What the task asks:
Take every line from the material that has the word "load" in it.

Data in this exercise:
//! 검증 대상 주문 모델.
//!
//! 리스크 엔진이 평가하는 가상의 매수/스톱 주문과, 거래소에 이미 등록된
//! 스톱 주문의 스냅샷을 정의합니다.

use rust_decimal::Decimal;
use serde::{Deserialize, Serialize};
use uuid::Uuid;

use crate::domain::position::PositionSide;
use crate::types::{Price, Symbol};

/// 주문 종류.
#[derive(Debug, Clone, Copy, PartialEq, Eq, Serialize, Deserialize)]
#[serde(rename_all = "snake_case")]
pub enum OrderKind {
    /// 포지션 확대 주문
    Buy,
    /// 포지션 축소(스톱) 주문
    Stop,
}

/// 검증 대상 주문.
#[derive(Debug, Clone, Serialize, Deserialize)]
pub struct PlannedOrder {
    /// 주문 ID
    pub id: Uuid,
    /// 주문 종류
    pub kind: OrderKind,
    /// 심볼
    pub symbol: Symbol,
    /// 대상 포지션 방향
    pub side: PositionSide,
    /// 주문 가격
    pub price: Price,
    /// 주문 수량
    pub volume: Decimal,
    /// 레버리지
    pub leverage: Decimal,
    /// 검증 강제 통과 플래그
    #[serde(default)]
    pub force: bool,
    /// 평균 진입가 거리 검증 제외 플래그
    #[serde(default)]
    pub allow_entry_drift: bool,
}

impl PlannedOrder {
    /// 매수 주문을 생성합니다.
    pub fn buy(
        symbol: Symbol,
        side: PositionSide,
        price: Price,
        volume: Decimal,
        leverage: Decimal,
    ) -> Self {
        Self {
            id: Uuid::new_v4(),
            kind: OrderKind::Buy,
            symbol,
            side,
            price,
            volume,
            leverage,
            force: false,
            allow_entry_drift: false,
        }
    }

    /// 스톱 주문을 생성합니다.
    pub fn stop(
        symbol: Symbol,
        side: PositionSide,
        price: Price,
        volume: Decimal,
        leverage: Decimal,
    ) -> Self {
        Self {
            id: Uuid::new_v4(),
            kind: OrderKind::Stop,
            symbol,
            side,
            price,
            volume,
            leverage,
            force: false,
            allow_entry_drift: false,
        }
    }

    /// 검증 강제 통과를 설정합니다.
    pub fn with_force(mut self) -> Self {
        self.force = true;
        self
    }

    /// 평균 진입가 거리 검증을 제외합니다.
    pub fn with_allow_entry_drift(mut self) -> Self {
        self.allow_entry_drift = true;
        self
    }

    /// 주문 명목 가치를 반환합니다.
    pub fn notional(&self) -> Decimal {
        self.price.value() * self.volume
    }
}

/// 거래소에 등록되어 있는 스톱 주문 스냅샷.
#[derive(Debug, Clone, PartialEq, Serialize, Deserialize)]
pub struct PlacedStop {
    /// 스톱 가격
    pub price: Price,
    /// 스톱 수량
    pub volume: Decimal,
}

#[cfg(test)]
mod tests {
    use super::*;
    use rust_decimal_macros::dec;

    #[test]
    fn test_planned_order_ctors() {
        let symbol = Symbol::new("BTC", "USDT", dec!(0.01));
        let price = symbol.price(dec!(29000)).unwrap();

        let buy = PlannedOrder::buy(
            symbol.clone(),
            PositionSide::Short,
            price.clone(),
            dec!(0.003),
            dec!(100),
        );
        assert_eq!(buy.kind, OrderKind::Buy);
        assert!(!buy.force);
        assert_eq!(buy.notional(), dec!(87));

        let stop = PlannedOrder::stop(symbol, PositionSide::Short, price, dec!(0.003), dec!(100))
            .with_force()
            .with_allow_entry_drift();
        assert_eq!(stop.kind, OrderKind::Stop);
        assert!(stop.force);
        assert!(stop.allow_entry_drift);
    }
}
---
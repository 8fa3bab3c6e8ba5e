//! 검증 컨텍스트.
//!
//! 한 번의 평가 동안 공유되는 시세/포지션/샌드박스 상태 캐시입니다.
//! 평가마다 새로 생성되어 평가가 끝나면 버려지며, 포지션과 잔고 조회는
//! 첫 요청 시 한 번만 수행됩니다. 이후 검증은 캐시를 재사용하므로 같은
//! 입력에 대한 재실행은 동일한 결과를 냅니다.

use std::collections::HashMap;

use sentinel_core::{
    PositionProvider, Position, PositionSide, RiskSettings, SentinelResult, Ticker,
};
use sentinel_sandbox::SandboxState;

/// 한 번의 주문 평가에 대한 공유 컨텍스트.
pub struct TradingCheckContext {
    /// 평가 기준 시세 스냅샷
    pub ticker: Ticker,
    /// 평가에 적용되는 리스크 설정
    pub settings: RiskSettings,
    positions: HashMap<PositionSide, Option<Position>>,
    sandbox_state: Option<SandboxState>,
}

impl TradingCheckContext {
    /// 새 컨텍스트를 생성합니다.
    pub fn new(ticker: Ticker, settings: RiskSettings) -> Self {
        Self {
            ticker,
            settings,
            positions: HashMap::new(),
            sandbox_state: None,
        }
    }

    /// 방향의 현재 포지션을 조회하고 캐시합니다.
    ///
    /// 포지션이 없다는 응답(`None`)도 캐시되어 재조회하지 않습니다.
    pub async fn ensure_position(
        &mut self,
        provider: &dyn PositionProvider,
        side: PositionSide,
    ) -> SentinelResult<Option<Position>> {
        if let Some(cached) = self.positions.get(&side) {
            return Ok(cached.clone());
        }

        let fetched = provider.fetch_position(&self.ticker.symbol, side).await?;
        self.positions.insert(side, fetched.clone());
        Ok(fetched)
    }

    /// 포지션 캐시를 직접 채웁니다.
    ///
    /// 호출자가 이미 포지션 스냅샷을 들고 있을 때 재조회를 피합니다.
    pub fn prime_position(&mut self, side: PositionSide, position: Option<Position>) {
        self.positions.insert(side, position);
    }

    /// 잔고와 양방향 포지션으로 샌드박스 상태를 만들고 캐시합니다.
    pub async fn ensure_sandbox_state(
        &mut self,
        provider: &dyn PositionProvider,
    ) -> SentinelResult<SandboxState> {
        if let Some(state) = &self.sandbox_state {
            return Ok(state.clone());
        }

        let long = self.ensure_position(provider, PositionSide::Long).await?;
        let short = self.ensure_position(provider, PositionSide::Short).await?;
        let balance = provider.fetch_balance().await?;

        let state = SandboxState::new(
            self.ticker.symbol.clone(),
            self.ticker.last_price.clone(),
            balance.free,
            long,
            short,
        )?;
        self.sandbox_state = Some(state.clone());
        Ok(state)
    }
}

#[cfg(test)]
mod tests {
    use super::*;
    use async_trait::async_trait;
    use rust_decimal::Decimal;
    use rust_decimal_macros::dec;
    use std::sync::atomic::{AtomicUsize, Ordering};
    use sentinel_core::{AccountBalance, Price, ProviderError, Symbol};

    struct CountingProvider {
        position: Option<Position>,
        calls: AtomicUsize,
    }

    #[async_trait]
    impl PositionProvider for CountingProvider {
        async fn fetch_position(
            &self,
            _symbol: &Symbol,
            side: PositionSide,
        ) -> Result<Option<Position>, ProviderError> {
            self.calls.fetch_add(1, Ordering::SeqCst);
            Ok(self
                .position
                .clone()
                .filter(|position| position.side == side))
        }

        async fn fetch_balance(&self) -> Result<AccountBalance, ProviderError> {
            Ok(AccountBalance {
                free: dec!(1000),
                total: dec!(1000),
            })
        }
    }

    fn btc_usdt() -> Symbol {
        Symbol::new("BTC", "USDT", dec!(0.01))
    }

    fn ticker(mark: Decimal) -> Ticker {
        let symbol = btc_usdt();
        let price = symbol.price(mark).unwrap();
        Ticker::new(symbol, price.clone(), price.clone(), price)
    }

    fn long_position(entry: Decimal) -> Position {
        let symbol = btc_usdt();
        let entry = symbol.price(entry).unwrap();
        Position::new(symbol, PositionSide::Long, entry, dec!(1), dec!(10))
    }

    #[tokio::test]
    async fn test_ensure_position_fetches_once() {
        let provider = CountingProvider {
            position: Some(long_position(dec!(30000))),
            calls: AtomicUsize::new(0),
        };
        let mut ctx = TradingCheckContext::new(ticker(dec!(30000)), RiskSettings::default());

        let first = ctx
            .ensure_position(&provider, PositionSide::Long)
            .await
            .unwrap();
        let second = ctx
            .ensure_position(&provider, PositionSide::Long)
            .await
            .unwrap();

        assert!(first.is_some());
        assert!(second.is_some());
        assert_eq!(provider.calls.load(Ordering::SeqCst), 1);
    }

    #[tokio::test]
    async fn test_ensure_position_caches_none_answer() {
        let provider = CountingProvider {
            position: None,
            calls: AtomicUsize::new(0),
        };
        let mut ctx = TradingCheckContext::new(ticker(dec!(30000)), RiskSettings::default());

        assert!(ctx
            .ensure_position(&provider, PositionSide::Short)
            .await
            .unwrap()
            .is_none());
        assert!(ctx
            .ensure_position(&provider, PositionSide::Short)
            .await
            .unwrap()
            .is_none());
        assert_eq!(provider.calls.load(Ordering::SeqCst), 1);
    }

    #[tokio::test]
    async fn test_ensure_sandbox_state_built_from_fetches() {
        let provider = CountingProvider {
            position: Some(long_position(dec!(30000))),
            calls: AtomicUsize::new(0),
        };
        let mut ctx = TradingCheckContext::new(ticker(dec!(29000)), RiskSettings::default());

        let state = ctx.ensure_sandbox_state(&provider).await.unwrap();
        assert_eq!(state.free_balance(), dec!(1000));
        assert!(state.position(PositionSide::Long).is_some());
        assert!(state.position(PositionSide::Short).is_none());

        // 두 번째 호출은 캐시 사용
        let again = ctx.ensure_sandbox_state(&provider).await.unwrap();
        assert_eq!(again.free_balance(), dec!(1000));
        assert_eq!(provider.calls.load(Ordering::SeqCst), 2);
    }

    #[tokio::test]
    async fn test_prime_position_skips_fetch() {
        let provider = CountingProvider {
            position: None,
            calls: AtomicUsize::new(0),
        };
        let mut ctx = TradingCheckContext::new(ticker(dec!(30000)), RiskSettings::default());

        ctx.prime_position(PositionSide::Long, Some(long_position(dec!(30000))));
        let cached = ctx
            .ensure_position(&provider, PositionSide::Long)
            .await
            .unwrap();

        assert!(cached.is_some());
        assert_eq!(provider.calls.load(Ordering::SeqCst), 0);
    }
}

Response:
        assert_eq!(provider.calls.load(Ordering::SeqCst), 1);
        assert_eq!(provider.calls.load(Ordering::SeqCst), 1);
        assert_eq!(provider.calls.load(Ordering::SeqCst), 2);
        assert_eq!(provider.calls.load(Ordering::SeqCst), 0);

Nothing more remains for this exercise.